El trauma es un hecho acontecido con tanta intensidad, que el sujeto es incapaz de responder de manera adecuada ante el mismo, provocando efectos patógenos y trastornos en el psiquismo. Es decir que “se caracteriza por un aflujo de excitaciones excesivo, en relación con la tolerancia del sujeto y su capacidad de controlar y elaborar psíquicamente dichas excitaciones” (Laplanche & Pontalis, 1996, p. 447). Esta definición es pertinente para el caso del abuso sexual, donde la víctima no puede elaborar todos esos estímulos que recibe porque su psiquismo se encuentra desbordado y no está preparado para significarlo: todas aquellas sensaciones corporales, percepciones que se le presentan al niño abusado, no pueden transformarse en representaciones y no se pueden articular con el aparato psíquico.
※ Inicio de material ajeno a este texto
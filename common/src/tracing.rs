use opentelemetry::trace::TracerProvider;
use opentelemetry_sdk::Resource;
use opentelemetry_sdk::error::OTelSdkResult;
use opentelemetry_sdk::propagation::TraceContextPropagator;
use opentelemetry_sdk::trace::SpanData;
use opentelemetry_sdk::trace::SpanExporter;
use tracing_subscriber::Layer;
use tracing_subscriber::layer::SubscriberExt;
use url::Url;

/// Where human readable logs are written
///
/// Commands printing results on stdout log to stderr so both can be piped separately.
#[derive(Debug, PartialEq)]
pub enum Stream {
    Stderr,
    Stdout,
}

#[derive(Debug)]
pub struct Telemetry {
    pub service_name: String,
    pub endpoint: Url,
}

pub struct TracingConfig {
    pub stream: Stream,
    pub telemetry: Option<Telemetry>,
    pub directives: Vec<tracing_subscriber::filter::Directive>,
    pub span_uploading: SpanUploading,
}

pub enum SpanUploading {
    /// Each span is exported as soon as it closes. Only suitable for short-lived commands.
    Blocking,
    BackgroundBatched,
}

/// Exporter dropping every span, used when no collector is configured
#[derive(Debug, Default)]
pub struct NoopSpanExporter;

impl SpanExporter for NoopSpanExporter {
    fn export(&self, _: Vec<SpanData>) -> impl std::future::Future<Output = OTelSdkResult> + Send {
        std::future::ready(Ok(()))
    }
}

pub fn create_tracing_subscriber<T: SpanExporter + 'static>(
    tracing_config: TracingConfig,
    log_level: tracing_subscriber::filter::LevelFilter,
    exporter: T,
) -> impl tracing::Subscriber {
    let env_filter_layer = tracing_subscriber::EnvFilter::builder()
        .with_default_directive(log_level.into())
        .from_env_lossy();
    let env_filter_layer = tracing_config
        .directives
        .into_iter()
        .fold(env_filter_layer, |layer, directive| {
            layer.add_directive(directive)
        });
    let fmt_layer = tracing_subscriber::fmt::layer()
        .pretty()
        .with_file(true)
        .with_line_number(false);
    let fmt_layer = match tracing_config.stream {
        Stream::Stderr => fmt_layer.with_writer(std::io::stderr).boxed(),
        Stream::Stdout => fmt_layer.boxed(),
    };
    let telemetry_layer = tracing_config.telemetry.map(|telemetry| {
        let resource = Resource::builder()
            .with_service_name(telemetry.service_name.clone())
            .build();
        let provider =
            opentelemetry_sdk::trace::SdkTracerProvider::builder().with_resource(resource);
        let tracer = match tracing_config.span_uploading {
            SpanUploading::Blocking => provider.with_simple_exporter(exporter),
            SpanUploading::BackgroundBatched => provider.with_batch_exporter(exporter),
        }
        .build()
        .tracer(telemetry.service_name);
        opentelemetry::global::set_text_map_propagator(TraceContextPropagator::new());
        tracing_opentelemetry::OpenTelemetryLayer::new(tracer)
    });

    tracing_subscriber::registry()
        .with(telemetry_layer)
        .with(env_filter_layer)
        .with(fmt_layer)
}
Eva Giberti (2014) plantea que la criatura abusada “no dispone de elementos psíquicos capaces de ligar los efectos de esas sensaciones y percepciones que la sobrepasan con las pulsiones de autoconservación” (p. 119).

Hay una desgarradura en el psiquismo. Al decir de Butta (2011)

hay un punto de quiebre en el entramado histórico de la subjetividad, donde el acontecimiento abusivo, entendido como una disyunción del ser y su temporalidad histórica, deja la libido en una estasis, inundación del aparato por las magnitudes de excitación que rompe las barreras protectoras frente a la intensidad del estímulo desorganizando al sujeto. (p. 10)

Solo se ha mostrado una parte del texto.